The answer should consist of every record, reproduced exactly.

» **SUPPLIED RECORDS**:
=======

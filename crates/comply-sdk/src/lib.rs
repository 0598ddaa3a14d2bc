//! Comply SDK - 被动性约束的变阻抗柔顺控制
//!
//! 面向机械臂的任务空间变阻抗控制器：接触状态机驱动阻抗参数调度，
//! 能量罐保证参数变化不向系统注入超出储能的能量。
//!
//! # 架构设计
//!
//! 从底层到高层：
//!
//! - **算法层** (`control`): 滤波、能量罐、阻抗模型、调度器、接触状态机、力跟踪律
//! - **驱动层** (`driver`): 控制线程、传感器输入、设定点槽、回调与指标
//! - **客户端层** (`client`): 轨迹请求、插值与分发
//! - **物理层** (`physics`，需 `kinematics` feature): 基于 URDF 的运动学
//!
//! # 快速开始
//!
//! ```rust,no_run
//! use comply_sdk::prelude::*;
//! use std::sync::Arc;
//!
//! comply_sdk::init_logger().ok();
//!
//! let controller = ControllerBuilder::new(Arc::new(CartesianKinematics::new()))
//!     .config(ControllerConfig::default())
//!     .build()
//!     .unwrap();
//! let dispatcher = TrajectoryDispatcher::new(&controller);
//! let handle = dispatcher
//!     .submit(TrajectoryRequest::move_to(
//!         controller.desired_pose(),
//!         Pose::from_translation(0.3, 0.0, 0.2),
//!         2.0,
//!     ))
//!     .unwrap();
//! let result = handle.wait().unwrap();
//! assert!(result.ok);
//! ```

mod logging;
pub mod prelude;

pub use comply_client as client;
pub use comply_core as control;
pub use comply_driver as driver;
#[cfg(feature = "kinematics")]
pub use comply_physics as physics;

pub use logging::{LoggerError, init_logger, init_logger_with_filter};

// 算法层常用类型
pub use comply_core::{
    AxisMask, ConfigError, ContactState, ContactTransition, ControllerConfig, Pose, Setpoint,
    Twist, Wrench,
};

// 驱动层
pub use comply_driver::{
    CartesianKinematics, Controller, ControllerBuilder, Diagnostics, DriverError, JointCommand,
    Kinematics,
};

// 客户端层
pub use comply_client::{
    DispatchError, PlanError, TrajectoryDispatcher, TrajectoryHandle, TrajectoryRequest,
    TrajectoryResult,
};

#[cfg(feature = "kinematics")]
pub use comply_physics::UrdfKinematics;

=======

» **FINISHED TASK**:
filename crates/comply-sdk/src/lib.rs
repository 0598ddaa3a14d2bc
//! Comply SDK - 被动性约束的变阻抗柔顺控制
//!
//! 面向机械臂的任务空间变阻抗控制器：接触状态机驱动阻抗参数调度，
//! 能量罐保证参数变化不向系统注入超出储能的能量。
//!
//! # 架构设计
//!
//! 从底层到高层：
//!
//! - **算法层** (`control`): 滤波、能量罐、阻抗模型、调度器、接触状态机、力跟踪律
//! - **驱动层** (`driver`): 控制线程、传感器输入、设定点槽、回调与指标
//! - **客户端层** (`client`): 轨迹请求、插值与分发
//! - **物理层** (`physics`，需 `kinematics` feature): 基于 URDF 的运动学
//!
//! # 快速开始
//!
//! ```rust,no_run
//! use comply_sdk::prelude::*;
//! use std::sync::Arc;
//!
//! comply_sdk::init_logger().ok();
//!
//! let controller = ControllerBuilder::new(Arc::new(CartesianKinematics::new()))
//!     .config(ControllerConfig::default())
//!     .build()
//!     .unwrap();
//! let dispatcher = TrajectoryDispatcher::new(&controller);
//! let handle = dispatcher
//!     .submit(TrajectoryRequest::move_to(
//!         controller.desired_pose(),
//!         Pose::from_translation(0.3, 0.0, 0.2),
//!         2.0,
//!     ))
//!     .unwrap();
//! let result = handle.wait().unwrap();
//! assert!(result.ok);
//! ```

mod logging;
pub mod prelude;

pub use comply_client as client;
pub use comply_core as control;
pub use comply_driver as driver;
#[cfg(feature = "kinematics")]
pub use comply_physics as physics;

pub use logging::{LoggerError, init_logger, init_logger_with_filter};

// 算法层常用类型
pub use comply_core::{
    AxisMask, ConfigError, ContactState, ContactTransition, ControllerConfig, Pose, Setpoint,
    Twist, Wrench,
};

// 驱动层
pub use comply_driver::{
    CartesianKinematics, Controller, ControllerBuilder, Diagnostics, DriverError, JointCommand,
    Kinematics,
};

// 客户端层
pub use comply_client::{
    DispatchError, PlanError, TrajectoryDispatcher, TrajectoryHandle, TrajectoryRequest,
    TrajectoryResult,
};

#[cfg(feature = "kinematics")]
pub use comply_physics::UrdfKinematics;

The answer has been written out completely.